Madison Square, however, is _facile princeps_, with its annex to the Hoffman House, a building which would make the fortune of any dime museum that could fence it in and show it for a fee! Long contemplation of this structure from my study window has printed every comic detail on my brain. It starts off at the ground level to be an imitation of the Doge's Palace (a neat and appropriate idea in itself for a Broadway shop). At the second story, following the usual New York method, it reverts to a design suggestive of a county jail (the Palace and the Prison), with here and there a balcony hung out, emblematical, doubtless, of the inmates' wash and bedding. At the ninth floor the repentant architect adds two more stories in memory of the Doge's residence. Have you ever seen an accordion (concertina, I believe, is the correct name) hanging in a shop window? The Twenty-fifth Street Doge's Palace reminds me of that humble instrument. The wooden part, where the keys and round holes are, stands on the sidewalk. Then come an indefinite number of pleats, and finally the other wooden end well up among the clouds. So striking is this resemblance that at times one expects to hear the long-drawn moans peculiar to the concertina issuing from those portals.
Alas! even the most original designs have their drawbacks! After the proprietor of the Venetian accordion had got his instrument well drawn out and balanced on its end, he perceived that it dwarfed the adjacent buildings, so cast about in his mind for a scheme to add height and dignity to the rest of the block. One day the astonished neighborhood saw what appeared to be a "roomy suburban villa" of iron rising on the roof of the old Hoffman House. The results suggests a small man who, being obliged to walk with a giant, had put on a hat several times too large in order to equalize their heights!
How astonished Pericles and his circle of architects and sculptors would be could they stand on the corner of Broadway and Twenty-eighth Street and see the miniature Parthenon that graces the roof of a pile innocent of other Greek ornament? They would also recognize their old friends, the ladies of the Erechtheum, doing duty on the Reveillon Building across the way, pretending to hold up a cornice, which, being in proportion to the building, is several hundred times too big for them to carry. They can't be seen from the sidewalk,-the street is too narrow for that,-but such trifles don't deter builders from decorating when the fit is on them. Perhaps this one got his caryatides at a bargain, and had to work them in somewhere; so it is not fair to be hard on him.
If ever we take to ballooning, all these elaborate tops may add materially to our pleasure. At the present moment the birds, and angels, it is to be hoped, appreciate the effort. I, perhaps, of all the inhabitants of the city, have seen those ladies face to face, when I have gone on a semi-monthly visit to my roof to look for leaks!
"It's all very well to carp and cavil," many readers will say, "but 'Idler' forgets that our modern architects have had to contend with difficulties that the designers of other ages never faced, demands for s.p.a.ce and light forcing the nineteenth-century builders to produce structures which they know are neither graceful nor in proportion!"
If my readers will give themselves the trouble to glance at several office buildings in the city, they will realize that the problem is not without a solution.
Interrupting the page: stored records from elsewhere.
/// Compile a library tree to bytecode next to the sources, then delete the
/// sources.
///
/// `target` is passed to `compileall` and resolved relative to `cwd`.
pub(crate) fn precompile_dir(python: &Path, lib: &Path, target: &Path, level: i32) -> Result<()> {
    let cwd = lib.parent().unwrap_or(lib);
    run(
        &Command::Args(vec![
            python.display().to_string(),
            "-m".to_string(),
            "compileall".to_string(),
            "-f".to_string(),
            "-b".to_string(),
            "-o".to_string(),
            level.to_string(),
            target.display().to_string(),
        ]),
        cwd,
    )?;

    walk_matching(
        lib,
        &[],
        &|p: &Path| p.is_file() && p.extension().map(|e| e == "py").unwrap_or(false),
        &mut |p: &Path| remove_path(p),
    )?;

    Ok(())
}

/// Write a directory to a zip file and delete the directory.
pub(crate) fn zip_stdlib(src: &Path, zip_path: &Path) -> Result<()> {
    remove_path(zip_path)?;
    let count = write_zip_from_directory(src, zip_path)
        .with_context(|| format!("zipping {}", src.display()))?;
    info!("zipped {} files into {}", count, zip_path.display());

    remove_path(src)?;

    Ok(())
}
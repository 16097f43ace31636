// This Source Code Form is subject to the terms of the Mozilla Public
// License, v. 2.0. If a copy of the MPL was not distributed with this
// file, You can obtain one at https://mozilla.org/MPL/2.0/.

//! Logger configuration.

use {
    log::{Level, LevelFilter},
    std::{io::Write, time::Instant},
};

const WHITE: &str = "\x1b[97;20m";
const GREY: &str = "\x1b[38;20m";
const GREEN: &str = "\x1b[32;20m";
const YELLOW: &str = "\x1b[33;20m";
const RED: &str = "\x1b[31;20m";
const RESET: &str = "\x1b[0m";

/// Resolve the log level from the `DEBUG` setting and `--verbose` count.
pub fn log_level(debug: bool, verbose: u8) -> LevelFilter {
    let base = if debug { 1 } else { 0 };

    match base + verbose {
        0 => LevelFilter::Info,
        1 => LevelFilter::Debug,
        _ => LevelFilter::Trace,
    }
}

fn level_color(level: Level) -> &'static str {
    match level {
        Level::Error => RED,
        Level::Warn => YELLOW,
        Level::Info => GREEN,
        Level::Debug | Level::Trace => GREY,
    }
}

/// Format elapsed seconds as `HH:MM:SS`.
pub fn format_elapsed(secs: u64) -> String {
    format!(
        "{:02}:{:02}:{:02}",
        (secs / 3600) % 24,
        (secs / 60) % 60,
        secs % 60
    )
}

/// Render a single log line.
pub fn format_record(
    elapsed: &str,
    level: Level,
    target: &str,
    message: &str,
    use_color: bool,
) -> String {
    if use_color {
        format!(
            "{WHITE}{elapsed}{RESET} - {}{level}{RESET} - {WHITE}{target}{RESET} - {GREY}{message}{RESET}",
            level_color(level),
        )
    } else {
        format!("{elapsed} - {level} - {target} - {message}")
    }
}

/// Install the global logger.
///
/// `RUST_LOG` takes precedence over the computed level.
pub fn init_logging(level: LevelFilter, use_color: bool) {
    let start = Instant::now();

    let mut builder = env_logger::Builder::from_env(
        env_logger::Env::default().default_filter_or(level.as_str()),
    );

    builder.format(move |buf, record| {
        let elapsed = format_elapsed(start.elapsed().as_secs());
        writeln!(
            buf,
            "{}",
            format_record(
                &elapsed,
                record.level(),
                record.target(),
                &record.args().to_string(),
                use_color,
            )
        )
    });

    // HTTP client internals are noisy below warn.
    for module in ["reqwest", "rustls", "hyper"] {
        builder.filter_module(module, LevelFilter::Warn);
    }

    // Ignore a second initialization, as happens in tests.
    let _ = builder.try_init();
}

#[cfg(test)]
mod tests {
    use super::*;

    #[test]
    fn test_log_level() {
        assert_eq!(log_level(false, 0), LevelFilter::Info);
        assert_eq!(log_level(true, 0), LevelFilter::Debug);
        assert_eq!(log_level(false, 1), LevelFilter::Debug);
        assert_eq!(log_level(true, 3), LevelFilter::Trace);
    }

    #[test]
    fn test_format_elapsed() {
        assert_eq!(format_elapsed(0), "00:00:00");
        assert_eq!(format_elapsed(3725), "01:02:05");
    }

    #[test]
    fn test_format_record() {
        assert_eq!(
            format_record("00:00:01", Level::Info, "buildpylib::shell", "hi", false),
            "00:00:01 - INFO - buildpylib::shell - hi"
        );

        let colored = format_record("00:00:01", Level::Warn, "t", "m", true);
        assert!(colored.starts_with("\x1b[97;20m00:00:01\x1b[0m - \x1b[33;20mWARN\x1b[0m"));
        assert!(colored.ends_with("\x1b[38;20mm\x1b[0m"));
    }
}
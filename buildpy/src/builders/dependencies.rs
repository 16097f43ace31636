// This Source Code Form is subject to the terms of the Mozilla Public
// License, v. 2.0. If a copy of the MPL was not distributed with this
// file, You can obtain one at https://mozilla.org/MPL/2.0/.

//! Static libraries linked into the Python extension modules.

use {
    super::{Builder, SourcePackage},
    crate::{
        project_layout::Project,
        shell::{run, Command},
    },
    anyhow::Result,
    buildpy_common::fs::set_executable,
    log::info,
};

/// OpenSSL, for `_ssl` and `_hashlib`.
#[derive(Clone, Debug)]
pub struct OpensslBuilder {
    package: SourcePackage,
    project: Project,
}

impl OpensslBuilder {
    pub fn new(project: Project) -> Self {
        Self {
            package: SourcePackage::new(
                "openssl",
                "1.1.1w",
                "https://github.com/openssl/openssl.git",
                "openssl-{ver}.tar.gz",
                "https://www.openssl.org/source/old/1.1.1/{archive}",
                &["libssl.a", "libcrypto.a"],
            ),
            project,
        }
    }
}

impl Builder for OpensslBuilder {
    fn package(&self) -> &SourcePackage {
        &self.package
    }

    fn project(&self) -> &Project {
        &self.project
    }

    fn build(&self) -> Result<()> {
        if self.lib_products_exist() {
            return Ok(());
        }

        let src_dir = self.src_dir();
        info!("configuring {}...", self.package.name);
        run(
            &Command::Args(vec![
                "./config".to_string(),
                "no-shared".to_string(),
                "no-tests".to_string(),
                format!("--prefix={}", self.prefix().display()),
            ]),
            &src_dir,
        )?;

        info!("building {}...", self.package.name);
        run(&Command::args(["make", "install_sw"]), &src_dir)?;
        info!("{} build complete", self.package.name);

        Ok(())
    }
}

/// bzip2, for `_bz2`.
#[derive(Clone, Debug)]
pub struct Bzip2Builder {
    package: SourcePackage,
    project: Project,
}

impl Bzip2Builder {
    pub fn new(project: Project) -> Self {
        Self {
            package: SourcePackage::new(
                "bzip2",
                "1.0.8",
                "https://github.com/libarchive/bzip2.git",
                "bzip2-{ver}.tar.gz",
                "https://sourceware.org/pub/bzip2/{archive}",
                &["libbz2.a"],
            ),
            project,
        }
    }
}

impl Builder for Bzip2Builder {
    fn package(&self) -> &SourcePackage {
        &self.package
    }

    fn project(&self) -> &Project {
        &self.project
    }

    fn build(&self) -> Result<()> {
        if self.lib_products_exist() {
            return Ok(());
        }

        run(
            &Command::Args(vec![
                "make".to_string(),
                "install".to_string(),
                format!("PREFIX={}", self.prefix().display()),
                "CFLAGS=-fPIC".to_string(),
            ]),
            &self.src_dir(),
        )
    }
}

/// xz, for `_lzma`.
#[derive(Clone, Debug)]
pub struct XzBuilder {
    package: SourcePackage,
    project: Project,
}

impl XzBuilder {
    pub fn new(project: Project) -> Self {
        Self {
            package: SourcePackage::new(
                "xz",
                "5.8.2",
                "https://github.com/tukaani-project/xz.git",
                "xz-{ver}.tar.gz",
                "https://github.com/tukaani-project/xz/releases/download/v{ver}/xz-{ver}.tar.gz",
                &["liblzma.a"],
            ),
            project,
        }
    }

    /// Arguments of the `configure` invocation.
    pub fn configure_args(&self) -> Vec<String> {
        let mut args = [
            "/bin/sh",
            "configure",
            "--disable-dependency-tracking",
            "--disable-xzdec",
            "--disable-lzmadec",
            "--disable-nls",
            "--enable-small",
            "--disable-shared",
        ]
        .iter()
        .map(|s| s.to_string())
        .collect::<Vec<_>>();
        args.push(format!("--prefix={}", self.prefix().display()));

        args
    }
}

impl Builder for XzBuilder {
    fn package(&self) -> &SourcePackage {
        &self.package
    }

    fn project(&self) -> &Project {
        &self.project
    }

    fn build(&self) -> Result<()> {
        if self.lib_products_exist() {
            return Ok(());
        }

        let src_dir = self.src_dir();

        // Release tarballs do not always carry the executable bit.
        for script in [
            src_dir.join("configure"),
            src_dir.join("build-aux").join("install-sh"),
        ] {
            set_executable(&script, 0o755)?;
        }

        run(&Command::Args(self.configure_args()), &src_dir)?;
        run(&Command::args(["make"]), &src_dir)?;
        run(&Command::args(["make", "install"]), &src_dir)
    }
}

/// Every library CPython is built against.
pub fn python_dependencies(project: &Project) -> Vec<Box<dyn Builder>> {
    vec![
        Box::new(OpensslBuilder::new(project.clone())),
        Box::new(Bzip2Builder::new(project.clone())),
        Box::new(XzBuilder::new(project.clone())),
    ]
}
In almost every case where the architect has refrained from useless decoration and stuck to simple lines, the result, if not beautiful, has at least been inoffensive. It is where inappropriate elaboration is added that taste is offended. Such structures as the Singer building, corner of Liberty Street and Broadway, and the home of _Life_, in Thirty-first Street, prove that beauty and grace of facade can be adapted to modern business wants.
Feeling as many New Yorkers do about this defacing of what might have been the most beautiful of modern cities, it is galling to be called upon to admire where it is already an effort to tolerate.